### TASK PROMPT
I would like the number of lines in the data that contain the word "false". Please give that number alone.

### RECORDS PROVIDED
======
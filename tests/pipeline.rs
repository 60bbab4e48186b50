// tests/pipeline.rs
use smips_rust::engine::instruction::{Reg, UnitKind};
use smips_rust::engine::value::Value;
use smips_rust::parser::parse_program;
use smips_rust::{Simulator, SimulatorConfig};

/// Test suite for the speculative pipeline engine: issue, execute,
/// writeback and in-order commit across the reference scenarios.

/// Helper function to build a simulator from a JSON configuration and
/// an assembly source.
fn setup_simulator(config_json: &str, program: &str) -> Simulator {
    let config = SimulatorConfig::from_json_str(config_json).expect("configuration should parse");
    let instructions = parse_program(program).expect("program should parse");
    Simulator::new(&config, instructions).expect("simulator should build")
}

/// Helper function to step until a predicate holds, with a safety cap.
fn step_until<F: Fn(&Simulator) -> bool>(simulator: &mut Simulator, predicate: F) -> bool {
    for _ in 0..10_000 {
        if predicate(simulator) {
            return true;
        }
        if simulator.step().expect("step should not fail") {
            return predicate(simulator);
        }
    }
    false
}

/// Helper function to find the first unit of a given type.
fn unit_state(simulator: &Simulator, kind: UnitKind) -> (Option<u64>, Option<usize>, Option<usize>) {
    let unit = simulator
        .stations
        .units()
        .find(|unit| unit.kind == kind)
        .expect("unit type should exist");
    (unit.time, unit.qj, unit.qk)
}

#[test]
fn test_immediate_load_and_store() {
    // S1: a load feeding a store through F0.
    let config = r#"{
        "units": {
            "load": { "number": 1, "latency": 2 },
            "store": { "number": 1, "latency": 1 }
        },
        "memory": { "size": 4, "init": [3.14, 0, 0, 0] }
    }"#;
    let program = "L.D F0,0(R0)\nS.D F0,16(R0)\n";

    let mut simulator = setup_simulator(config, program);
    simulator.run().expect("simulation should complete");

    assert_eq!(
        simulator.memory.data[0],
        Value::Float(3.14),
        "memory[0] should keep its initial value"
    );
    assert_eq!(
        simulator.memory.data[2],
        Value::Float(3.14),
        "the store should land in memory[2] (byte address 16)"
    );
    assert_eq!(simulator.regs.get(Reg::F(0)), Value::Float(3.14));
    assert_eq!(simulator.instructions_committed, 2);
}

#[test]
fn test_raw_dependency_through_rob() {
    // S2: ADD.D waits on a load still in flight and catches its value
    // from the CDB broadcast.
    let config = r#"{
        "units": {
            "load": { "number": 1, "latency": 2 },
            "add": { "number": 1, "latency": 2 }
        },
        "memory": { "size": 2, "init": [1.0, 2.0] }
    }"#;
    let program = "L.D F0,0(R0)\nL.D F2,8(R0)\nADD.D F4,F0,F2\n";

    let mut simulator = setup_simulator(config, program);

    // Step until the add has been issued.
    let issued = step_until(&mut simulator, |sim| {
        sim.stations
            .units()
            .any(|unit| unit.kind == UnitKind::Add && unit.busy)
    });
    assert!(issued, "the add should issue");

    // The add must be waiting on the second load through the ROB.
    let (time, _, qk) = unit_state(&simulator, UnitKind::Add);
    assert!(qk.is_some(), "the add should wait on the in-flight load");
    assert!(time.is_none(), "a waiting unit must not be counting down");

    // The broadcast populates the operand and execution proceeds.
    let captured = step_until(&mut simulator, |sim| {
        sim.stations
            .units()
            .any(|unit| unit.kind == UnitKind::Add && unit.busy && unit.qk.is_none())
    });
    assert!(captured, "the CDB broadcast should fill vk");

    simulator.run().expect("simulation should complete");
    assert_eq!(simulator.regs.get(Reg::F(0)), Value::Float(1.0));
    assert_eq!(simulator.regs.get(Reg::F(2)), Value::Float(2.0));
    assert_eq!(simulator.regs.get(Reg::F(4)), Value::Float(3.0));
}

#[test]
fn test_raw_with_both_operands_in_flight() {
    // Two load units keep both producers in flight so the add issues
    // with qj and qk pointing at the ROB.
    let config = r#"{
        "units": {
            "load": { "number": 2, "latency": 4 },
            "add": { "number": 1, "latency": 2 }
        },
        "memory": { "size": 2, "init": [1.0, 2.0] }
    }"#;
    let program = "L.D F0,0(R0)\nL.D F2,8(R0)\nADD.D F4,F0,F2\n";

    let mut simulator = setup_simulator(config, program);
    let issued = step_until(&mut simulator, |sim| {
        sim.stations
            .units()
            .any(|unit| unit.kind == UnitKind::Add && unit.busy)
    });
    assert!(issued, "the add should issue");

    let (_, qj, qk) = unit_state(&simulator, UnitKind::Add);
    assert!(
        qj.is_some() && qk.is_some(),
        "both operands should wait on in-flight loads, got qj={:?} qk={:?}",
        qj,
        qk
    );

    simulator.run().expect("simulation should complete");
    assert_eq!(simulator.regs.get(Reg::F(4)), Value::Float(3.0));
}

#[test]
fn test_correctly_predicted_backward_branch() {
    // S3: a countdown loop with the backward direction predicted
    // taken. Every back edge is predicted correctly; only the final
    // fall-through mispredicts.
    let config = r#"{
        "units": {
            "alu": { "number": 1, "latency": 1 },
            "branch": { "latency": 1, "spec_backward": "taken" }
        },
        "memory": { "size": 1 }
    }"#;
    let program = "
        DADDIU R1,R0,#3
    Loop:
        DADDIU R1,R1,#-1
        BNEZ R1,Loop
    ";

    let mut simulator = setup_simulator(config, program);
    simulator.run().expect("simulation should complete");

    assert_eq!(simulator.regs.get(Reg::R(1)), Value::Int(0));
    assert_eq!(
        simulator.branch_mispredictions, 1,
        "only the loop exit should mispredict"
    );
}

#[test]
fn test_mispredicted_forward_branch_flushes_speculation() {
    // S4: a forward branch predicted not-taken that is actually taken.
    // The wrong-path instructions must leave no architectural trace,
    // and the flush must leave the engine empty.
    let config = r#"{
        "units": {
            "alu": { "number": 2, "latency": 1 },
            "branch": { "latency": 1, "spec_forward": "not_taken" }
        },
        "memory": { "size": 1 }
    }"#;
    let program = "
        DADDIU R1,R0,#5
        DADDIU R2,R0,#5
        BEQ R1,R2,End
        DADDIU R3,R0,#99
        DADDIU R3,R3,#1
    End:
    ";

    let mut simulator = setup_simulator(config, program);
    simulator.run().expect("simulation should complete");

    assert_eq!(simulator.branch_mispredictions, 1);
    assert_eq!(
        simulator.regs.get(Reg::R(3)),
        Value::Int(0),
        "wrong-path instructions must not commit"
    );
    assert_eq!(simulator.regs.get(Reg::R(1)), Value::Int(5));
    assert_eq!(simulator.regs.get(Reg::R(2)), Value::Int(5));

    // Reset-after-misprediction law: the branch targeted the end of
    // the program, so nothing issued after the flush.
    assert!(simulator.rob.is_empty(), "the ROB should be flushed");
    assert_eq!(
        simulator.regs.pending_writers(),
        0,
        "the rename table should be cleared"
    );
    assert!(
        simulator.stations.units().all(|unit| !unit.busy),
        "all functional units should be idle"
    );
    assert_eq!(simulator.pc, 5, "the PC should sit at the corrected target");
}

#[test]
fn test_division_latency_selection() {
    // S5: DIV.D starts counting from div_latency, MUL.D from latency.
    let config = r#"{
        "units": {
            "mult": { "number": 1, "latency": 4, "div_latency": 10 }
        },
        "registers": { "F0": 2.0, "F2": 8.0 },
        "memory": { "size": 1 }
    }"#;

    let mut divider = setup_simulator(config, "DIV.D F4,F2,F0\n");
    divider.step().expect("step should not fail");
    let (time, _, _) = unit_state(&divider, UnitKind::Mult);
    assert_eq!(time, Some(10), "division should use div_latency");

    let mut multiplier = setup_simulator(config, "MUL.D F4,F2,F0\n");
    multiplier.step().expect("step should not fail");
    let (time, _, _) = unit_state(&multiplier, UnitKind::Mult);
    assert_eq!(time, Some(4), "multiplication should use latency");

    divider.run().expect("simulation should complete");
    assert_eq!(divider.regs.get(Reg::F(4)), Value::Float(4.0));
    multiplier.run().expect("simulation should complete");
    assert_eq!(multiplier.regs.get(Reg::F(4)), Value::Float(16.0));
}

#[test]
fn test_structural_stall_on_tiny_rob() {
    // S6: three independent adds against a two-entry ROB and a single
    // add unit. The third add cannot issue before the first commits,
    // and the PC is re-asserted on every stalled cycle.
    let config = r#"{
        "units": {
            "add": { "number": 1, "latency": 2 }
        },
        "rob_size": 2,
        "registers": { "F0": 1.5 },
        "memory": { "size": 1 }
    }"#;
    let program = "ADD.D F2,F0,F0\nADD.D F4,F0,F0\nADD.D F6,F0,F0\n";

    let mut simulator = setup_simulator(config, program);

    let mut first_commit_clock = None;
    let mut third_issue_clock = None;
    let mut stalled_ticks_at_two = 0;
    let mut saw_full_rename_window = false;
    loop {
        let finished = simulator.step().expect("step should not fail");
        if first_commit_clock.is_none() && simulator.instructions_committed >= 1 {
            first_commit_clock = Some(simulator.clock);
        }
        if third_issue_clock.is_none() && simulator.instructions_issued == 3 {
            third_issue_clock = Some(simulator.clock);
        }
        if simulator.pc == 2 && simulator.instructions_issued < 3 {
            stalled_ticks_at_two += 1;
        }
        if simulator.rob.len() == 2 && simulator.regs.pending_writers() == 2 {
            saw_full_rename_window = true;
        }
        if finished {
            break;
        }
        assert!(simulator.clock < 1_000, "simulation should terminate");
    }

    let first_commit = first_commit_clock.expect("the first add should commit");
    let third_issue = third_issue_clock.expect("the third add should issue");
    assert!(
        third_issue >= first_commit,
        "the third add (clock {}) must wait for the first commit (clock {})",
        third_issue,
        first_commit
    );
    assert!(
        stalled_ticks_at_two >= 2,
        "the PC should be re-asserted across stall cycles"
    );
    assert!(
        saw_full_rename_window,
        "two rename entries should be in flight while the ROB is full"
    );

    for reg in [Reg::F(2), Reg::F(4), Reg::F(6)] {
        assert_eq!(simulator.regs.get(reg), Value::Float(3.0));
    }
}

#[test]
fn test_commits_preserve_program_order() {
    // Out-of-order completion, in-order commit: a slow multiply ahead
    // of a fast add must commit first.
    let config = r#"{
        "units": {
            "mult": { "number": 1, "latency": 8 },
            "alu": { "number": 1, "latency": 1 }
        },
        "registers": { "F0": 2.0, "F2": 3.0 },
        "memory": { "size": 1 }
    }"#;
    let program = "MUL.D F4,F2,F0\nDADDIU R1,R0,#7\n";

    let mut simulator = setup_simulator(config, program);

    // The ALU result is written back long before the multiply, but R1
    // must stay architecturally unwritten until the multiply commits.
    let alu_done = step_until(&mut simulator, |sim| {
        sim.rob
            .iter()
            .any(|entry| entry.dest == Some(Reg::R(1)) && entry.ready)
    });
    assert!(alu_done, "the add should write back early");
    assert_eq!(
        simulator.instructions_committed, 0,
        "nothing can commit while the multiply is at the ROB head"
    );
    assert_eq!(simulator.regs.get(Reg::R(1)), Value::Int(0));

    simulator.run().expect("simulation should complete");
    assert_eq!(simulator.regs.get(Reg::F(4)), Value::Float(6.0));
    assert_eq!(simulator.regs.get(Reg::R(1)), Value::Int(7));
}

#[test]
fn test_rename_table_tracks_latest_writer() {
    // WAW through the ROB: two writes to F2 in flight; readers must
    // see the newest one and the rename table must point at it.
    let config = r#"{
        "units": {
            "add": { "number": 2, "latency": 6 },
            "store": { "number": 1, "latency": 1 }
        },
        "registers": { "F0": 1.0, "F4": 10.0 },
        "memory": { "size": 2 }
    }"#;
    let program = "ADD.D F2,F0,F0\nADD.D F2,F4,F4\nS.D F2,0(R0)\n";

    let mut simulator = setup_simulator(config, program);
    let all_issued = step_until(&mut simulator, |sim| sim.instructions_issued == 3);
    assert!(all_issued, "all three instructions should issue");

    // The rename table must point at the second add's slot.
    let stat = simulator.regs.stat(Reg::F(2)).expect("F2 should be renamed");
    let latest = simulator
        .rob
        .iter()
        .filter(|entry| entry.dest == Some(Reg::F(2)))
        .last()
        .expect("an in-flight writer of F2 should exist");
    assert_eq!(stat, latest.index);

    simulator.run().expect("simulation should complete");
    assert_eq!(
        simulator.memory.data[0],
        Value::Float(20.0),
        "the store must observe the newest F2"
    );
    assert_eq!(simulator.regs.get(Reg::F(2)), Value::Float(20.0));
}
======
### REPLY
2